The task:
Although the data below holds other lines too, output only those from the line with "filename crates/ecliptic-core/src/logging.rs" up to and including the line with "pub const SUBSYSTEM: &str", exactly as they appear.
[Dataset records — start]
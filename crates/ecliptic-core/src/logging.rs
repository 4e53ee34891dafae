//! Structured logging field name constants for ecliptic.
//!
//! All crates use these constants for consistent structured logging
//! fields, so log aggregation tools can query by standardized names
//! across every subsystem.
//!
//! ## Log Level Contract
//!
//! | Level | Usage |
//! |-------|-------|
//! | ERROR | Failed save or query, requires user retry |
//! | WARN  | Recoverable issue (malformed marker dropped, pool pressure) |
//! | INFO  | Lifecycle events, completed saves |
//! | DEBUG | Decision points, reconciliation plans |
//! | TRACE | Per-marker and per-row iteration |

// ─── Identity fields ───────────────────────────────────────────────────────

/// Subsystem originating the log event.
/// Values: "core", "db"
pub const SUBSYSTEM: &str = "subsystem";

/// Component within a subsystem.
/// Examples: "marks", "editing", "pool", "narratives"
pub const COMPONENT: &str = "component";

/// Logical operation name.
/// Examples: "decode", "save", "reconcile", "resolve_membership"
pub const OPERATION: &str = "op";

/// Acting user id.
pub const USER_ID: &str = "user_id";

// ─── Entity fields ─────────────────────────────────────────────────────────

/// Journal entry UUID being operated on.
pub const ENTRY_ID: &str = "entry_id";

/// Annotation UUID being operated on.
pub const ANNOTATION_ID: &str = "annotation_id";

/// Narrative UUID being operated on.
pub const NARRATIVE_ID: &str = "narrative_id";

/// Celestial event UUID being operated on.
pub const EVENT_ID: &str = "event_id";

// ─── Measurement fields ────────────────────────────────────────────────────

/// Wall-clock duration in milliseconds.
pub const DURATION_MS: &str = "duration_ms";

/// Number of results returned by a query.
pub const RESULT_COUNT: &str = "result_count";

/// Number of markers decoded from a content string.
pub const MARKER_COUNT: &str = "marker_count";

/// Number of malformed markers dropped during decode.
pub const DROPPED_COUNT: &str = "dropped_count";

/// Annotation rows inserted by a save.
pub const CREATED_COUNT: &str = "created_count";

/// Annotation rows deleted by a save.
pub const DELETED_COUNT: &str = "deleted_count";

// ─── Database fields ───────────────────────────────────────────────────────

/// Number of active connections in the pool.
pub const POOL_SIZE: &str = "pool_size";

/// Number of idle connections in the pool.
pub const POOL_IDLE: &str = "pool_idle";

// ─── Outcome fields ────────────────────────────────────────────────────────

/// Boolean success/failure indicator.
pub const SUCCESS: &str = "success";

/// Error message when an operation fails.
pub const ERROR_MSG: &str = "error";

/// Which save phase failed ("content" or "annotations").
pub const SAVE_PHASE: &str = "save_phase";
[Dataset records — finish]
[Dataset records — start]
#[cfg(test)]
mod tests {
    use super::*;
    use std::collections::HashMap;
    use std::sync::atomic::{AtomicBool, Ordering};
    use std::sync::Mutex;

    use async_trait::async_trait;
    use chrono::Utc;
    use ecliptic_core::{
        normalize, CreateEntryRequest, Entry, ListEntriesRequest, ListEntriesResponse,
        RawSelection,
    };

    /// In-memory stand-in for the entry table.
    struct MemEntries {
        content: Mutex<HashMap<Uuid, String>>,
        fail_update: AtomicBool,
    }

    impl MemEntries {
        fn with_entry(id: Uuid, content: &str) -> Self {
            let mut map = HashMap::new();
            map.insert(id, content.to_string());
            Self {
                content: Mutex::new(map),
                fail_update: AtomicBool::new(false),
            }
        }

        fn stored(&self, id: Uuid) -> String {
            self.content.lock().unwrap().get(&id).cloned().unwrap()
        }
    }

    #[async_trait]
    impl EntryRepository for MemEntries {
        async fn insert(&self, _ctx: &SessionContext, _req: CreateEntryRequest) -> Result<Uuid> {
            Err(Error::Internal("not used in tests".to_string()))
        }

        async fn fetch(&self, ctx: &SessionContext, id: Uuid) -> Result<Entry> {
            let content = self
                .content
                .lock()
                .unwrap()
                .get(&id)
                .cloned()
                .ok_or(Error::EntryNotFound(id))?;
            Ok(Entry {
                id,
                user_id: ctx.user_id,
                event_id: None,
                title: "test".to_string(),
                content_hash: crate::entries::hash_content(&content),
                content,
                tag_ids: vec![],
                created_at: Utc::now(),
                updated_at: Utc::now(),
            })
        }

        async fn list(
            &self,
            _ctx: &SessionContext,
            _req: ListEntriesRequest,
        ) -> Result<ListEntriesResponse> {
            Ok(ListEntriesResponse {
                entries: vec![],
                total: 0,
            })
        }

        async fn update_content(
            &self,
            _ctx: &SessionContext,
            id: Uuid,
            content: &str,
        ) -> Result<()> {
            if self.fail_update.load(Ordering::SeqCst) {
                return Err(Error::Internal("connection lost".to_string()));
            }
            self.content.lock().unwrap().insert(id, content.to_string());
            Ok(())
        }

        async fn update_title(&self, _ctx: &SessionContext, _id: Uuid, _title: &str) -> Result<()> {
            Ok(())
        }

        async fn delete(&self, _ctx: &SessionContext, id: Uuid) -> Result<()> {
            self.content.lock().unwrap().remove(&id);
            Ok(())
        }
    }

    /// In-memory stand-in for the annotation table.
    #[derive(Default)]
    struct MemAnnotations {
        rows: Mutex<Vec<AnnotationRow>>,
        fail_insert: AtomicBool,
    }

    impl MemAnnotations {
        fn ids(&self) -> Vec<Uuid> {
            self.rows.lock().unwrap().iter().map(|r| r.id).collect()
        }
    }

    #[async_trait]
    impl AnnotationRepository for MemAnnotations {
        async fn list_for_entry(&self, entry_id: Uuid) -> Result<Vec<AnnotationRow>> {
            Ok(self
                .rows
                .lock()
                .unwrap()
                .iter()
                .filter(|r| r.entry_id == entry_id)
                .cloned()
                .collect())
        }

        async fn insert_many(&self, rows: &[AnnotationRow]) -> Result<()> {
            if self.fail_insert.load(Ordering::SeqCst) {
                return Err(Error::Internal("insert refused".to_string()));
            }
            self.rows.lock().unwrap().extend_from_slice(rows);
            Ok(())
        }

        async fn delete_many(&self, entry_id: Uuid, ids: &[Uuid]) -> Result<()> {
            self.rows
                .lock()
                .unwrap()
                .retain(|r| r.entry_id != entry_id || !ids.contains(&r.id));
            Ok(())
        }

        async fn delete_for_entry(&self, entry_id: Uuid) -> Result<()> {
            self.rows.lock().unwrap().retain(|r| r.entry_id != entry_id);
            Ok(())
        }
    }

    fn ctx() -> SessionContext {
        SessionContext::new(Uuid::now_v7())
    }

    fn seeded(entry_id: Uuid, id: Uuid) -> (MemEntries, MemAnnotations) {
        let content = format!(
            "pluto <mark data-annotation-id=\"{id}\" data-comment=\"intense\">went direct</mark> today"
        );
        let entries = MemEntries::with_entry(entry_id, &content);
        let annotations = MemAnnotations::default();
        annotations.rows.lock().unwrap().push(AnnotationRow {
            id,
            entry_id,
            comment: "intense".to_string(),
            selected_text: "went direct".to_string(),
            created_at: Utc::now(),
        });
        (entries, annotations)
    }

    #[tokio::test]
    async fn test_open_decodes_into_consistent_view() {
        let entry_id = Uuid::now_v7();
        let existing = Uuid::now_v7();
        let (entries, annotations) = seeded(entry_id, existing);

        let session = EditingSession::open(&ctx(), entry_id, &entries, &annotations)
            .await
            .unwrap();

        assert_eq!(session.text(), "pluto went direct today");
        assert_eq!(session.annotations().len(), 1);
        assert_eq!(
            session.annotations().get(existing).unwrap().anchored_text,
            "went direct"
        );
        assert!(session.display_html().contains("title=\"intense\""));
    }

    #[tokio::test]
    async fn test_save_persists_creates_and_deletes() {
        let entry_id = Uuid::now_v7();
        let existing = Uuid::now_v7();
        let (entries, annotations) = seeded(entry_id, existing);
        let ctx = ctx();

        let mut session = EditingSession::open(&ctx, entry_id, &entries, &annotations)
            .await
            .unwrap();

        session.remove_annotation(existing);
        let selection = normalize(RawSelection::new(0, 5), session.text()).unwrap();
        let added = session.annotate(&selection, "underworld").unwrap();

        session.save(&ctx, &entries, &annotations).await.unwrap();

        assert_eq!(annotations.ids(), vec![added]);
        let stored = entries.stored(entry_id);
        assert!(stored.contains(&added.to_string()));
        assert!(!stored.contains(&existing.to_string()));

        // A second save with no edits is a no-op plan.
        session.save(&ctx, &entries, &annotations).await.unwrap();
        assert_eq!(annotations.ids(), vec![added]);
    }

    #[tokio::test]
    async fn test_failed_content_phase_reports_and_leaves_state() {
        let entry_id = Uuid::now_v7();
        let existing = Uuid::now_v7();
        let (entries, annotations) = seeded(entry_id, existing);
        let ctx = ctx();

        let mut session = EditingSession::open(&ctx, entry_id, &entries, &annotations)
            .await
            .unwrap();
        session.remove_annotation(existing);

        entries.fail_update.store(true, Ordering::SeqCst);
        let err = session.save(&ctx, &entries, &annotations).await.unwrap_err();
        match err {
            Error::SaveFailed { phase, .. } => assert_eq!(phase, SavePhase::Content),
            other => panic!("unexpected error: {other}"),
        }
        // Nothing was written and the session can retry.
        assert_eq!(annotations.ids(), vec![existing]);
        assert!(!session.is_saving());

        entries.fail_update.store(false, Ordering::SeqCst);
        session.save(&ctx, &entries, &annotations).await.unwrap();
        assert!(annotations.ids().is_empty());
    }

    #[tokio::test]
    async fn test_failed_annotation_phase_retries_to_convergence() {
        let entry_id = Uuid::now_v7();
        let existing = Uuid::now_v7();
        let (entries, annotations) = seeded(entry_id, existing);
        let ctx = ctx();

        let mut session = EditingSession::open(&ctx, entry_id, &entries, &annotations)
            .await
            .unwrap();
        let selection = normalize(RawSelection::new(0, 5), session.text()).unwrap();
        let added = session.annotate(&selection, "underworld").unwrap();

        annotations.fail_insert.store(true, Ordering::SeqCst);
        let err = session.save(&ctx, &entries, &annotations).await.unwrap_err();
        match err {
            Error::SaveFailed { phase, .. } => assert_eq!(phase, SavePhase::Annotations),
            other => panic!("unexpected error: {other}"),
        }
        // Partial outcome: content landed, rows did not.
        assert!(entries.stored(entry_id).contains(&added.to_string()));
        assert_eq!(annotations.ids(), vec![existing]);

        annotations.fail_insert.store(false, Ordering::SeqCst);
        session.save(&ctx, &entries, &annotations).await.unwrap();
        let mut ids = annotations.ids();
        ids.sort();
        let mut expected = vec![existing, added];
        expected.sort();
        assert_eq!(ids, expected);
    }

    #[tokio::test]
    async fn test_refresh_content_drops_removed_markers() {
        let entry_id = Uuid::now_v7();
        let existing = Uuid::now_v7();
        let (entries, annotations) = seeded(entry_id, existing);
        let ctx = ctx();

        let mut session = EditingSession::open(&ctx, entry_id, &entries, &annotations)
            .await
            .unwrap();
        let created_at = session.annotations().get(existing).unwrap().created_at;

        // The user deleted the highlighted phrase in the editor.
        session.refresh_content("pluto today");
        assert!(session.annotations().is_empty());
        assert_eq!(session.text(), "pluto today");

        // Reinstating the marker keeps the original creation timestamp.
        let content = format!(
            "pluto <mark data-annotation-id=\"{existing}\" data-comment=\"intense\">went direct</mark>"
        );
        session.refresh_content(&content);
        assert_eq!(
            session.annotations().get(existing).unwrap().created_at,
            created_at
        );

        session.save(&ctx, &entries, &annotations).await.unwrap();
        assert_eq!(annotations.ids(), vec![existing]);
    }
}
[Dataset records — finish]
[Dataset records — start]
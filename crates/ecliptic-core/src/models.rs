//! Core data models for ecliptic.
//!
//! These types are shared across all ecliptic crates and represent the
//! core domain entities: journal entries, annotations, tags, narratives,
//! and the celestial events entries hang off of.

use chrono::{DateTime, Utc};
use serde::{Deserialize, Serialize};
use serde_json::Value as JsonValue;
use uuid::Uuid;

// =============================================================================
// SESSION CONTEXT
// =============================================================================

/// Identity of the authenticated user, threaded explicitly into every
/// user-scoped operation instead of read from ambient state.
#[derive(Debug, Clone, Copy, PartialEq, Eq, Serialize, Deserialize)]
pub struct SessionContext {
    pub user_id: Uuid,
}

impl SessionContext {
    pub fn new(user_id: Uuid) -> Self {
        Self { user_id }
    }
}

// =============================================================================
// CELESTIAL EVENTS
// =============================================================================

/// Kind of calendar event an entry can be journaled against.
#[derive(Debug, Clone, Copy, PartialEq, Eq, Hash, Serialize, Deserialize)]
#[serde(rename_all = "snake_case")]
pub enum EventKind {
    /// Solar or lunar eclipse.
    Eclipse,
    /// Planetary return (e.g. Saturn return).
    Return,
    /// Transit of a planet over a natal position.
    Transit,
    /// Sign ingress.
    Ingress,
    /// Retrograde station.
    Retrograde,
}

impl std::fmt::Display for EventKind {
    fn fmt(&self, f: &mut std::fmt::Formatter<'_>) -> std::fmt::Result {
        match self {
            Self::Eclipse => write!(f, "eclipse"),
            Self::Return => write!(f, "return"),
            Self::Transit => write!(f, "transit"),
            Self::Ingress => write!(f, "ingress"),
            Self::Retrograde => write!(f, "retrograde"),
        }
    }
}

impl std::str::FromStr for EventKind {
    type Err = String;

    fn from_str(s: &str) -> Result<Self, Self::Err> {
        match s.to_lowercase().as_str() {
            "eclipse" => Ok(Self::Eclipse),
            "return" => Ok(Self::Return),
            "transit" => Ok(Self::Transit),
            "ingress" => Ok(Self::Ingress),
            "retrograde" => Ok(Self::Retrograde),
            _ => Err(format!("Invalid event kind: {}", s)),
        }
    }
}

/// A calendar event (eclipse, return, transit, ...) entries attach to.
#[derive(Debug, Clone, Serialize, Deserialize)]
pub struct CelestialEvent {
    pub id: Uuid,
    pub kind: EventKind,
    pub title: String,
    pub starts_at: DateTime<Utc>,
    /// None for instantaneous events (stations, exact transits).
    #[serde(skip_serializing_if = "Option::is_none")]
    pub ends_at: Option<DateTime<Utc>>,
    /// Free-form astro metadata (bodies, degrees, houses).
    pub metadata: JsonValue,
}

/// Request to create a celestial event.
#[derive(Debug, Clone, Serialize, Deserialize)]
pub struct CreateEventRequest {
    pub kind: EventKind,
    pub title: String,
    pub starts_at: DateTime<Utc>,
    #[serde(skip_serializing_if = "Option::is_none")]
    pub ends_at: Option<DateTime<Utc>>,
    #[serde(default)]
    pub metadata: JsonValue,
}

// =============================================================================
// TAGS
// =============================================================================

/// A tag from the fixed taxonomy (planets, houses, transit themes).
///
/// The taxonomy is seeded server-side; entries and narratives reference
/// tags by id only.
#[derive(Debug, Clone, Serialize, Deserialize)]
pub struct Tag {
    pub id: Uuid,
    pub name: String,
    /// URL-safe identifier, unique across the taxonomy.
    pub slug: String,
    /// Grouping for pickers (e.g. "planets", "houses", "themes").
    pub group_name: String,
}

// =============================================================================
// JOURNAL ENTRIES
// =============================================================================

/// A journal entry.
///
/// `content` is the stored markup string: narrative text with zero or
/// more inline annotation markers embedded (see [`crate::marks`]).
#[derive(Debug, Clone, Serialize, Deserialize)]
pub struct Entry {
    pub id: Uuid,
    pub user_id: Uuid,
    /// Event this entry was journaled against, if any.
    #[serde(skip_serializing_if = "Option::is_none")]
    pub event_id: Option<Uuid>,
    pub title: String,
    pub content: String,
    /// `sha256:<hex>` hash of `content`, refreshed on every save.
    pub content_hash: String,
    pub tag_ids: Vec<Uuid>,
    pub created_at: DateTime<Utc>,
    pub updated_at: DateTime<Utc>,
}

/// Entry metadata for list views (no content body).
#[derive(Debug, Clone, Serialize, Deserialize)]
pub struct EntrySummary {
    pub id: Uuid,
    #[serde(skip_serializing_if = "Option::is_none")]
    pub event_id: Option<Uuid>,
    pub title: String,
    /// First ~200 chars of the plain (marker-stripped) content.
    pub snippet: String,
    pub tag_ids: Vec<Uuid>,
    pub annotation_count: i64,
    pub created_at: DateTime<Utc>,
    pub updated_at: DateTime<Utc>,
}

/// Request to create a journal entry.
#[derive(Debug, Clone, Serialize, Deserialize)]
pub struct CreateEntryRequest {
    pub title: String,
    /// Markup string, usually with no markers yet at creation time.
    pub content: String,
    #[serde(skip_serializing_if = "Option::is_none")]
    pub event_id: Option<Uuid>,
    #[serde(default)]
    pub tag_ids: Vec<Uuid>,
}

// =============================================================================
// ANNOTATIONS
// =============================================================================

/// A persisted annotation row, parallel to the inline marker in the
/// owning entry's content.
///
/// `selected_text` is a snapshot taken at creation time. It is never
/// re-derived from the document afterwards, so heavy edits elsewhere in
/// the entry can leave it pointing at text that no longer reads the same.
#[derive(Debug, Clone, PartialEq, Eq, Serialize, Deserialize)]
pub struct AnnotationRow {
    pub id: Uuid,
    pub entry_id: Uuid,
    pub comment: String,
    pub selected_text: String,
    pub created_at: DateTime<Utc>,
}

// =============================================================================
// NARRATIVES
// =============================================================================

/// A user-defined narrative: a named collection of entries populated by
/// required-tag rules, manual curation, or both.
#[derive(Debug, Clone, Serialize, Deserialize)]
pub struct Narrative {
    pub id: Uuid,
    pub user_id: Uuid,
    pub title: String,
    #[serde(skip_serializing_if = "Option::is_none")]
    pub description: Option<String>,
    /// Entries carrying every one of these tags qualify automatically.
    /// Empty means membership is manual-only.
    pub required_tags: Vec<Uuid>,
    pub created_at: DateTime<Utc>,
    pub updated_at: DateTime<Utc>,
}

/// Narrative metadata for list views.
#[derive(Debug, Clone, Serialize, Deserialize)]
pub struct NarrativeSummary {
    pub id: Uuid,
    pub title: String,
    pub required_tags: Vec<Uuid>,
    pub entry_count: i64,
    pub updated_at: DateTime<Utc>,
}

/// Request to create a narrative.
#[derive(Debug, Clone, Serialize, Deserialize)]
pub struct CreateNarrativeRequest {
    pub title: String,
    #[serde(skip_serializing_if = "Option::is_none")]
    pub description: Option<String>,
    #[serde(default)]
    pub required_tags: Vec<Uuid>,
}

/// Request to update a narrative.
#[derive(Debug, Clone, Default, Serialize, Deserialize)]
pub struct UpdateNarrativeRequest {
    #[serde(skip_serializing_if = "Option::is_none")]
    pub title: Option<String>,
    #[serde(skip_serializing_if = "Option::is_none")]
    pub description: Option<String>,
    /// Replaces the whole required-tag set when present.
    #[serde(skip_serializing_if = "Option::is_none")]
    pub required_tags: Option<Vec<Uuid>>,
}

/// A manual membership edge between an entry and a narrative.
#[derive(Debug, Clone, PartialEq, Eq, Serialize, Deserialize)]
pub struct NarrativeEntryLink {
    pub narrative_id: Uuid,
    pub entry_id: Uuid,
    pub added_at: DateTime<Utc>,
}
[Dataset records — finish]
Solution:
filename crates/ecliptic-core/src/logging.rs
repository 4e53ee34891dafae
//! Structured logging field name constants for ecliptic.
//!
//! All crates use these constants for consistent structured logging
//! fields, so log aggregation tools can query by standardized names
//! across every subsystem.
//!
//! ## Log Level Contract
//!
//! | Level | Usage |
//! |-------|-------|
//! | ERROR | Failed save or query, requires user retry |
//! | WARN  | Recoverable issue (malformed marker dropped, pool pressure) |
//! | INFO  | Lifecycle events, completed saves |
//! | DEBUG | Decision points, reconciliation plans |
//! | TRACE | Per-marker and per-row iteration |

// ─── Identity fields ───────────────────────────────────────────────────────

/// Subsystem originating the log event.
/// Values: "core", "db"
pub const SUBSYSTEM: &str = "subsystem";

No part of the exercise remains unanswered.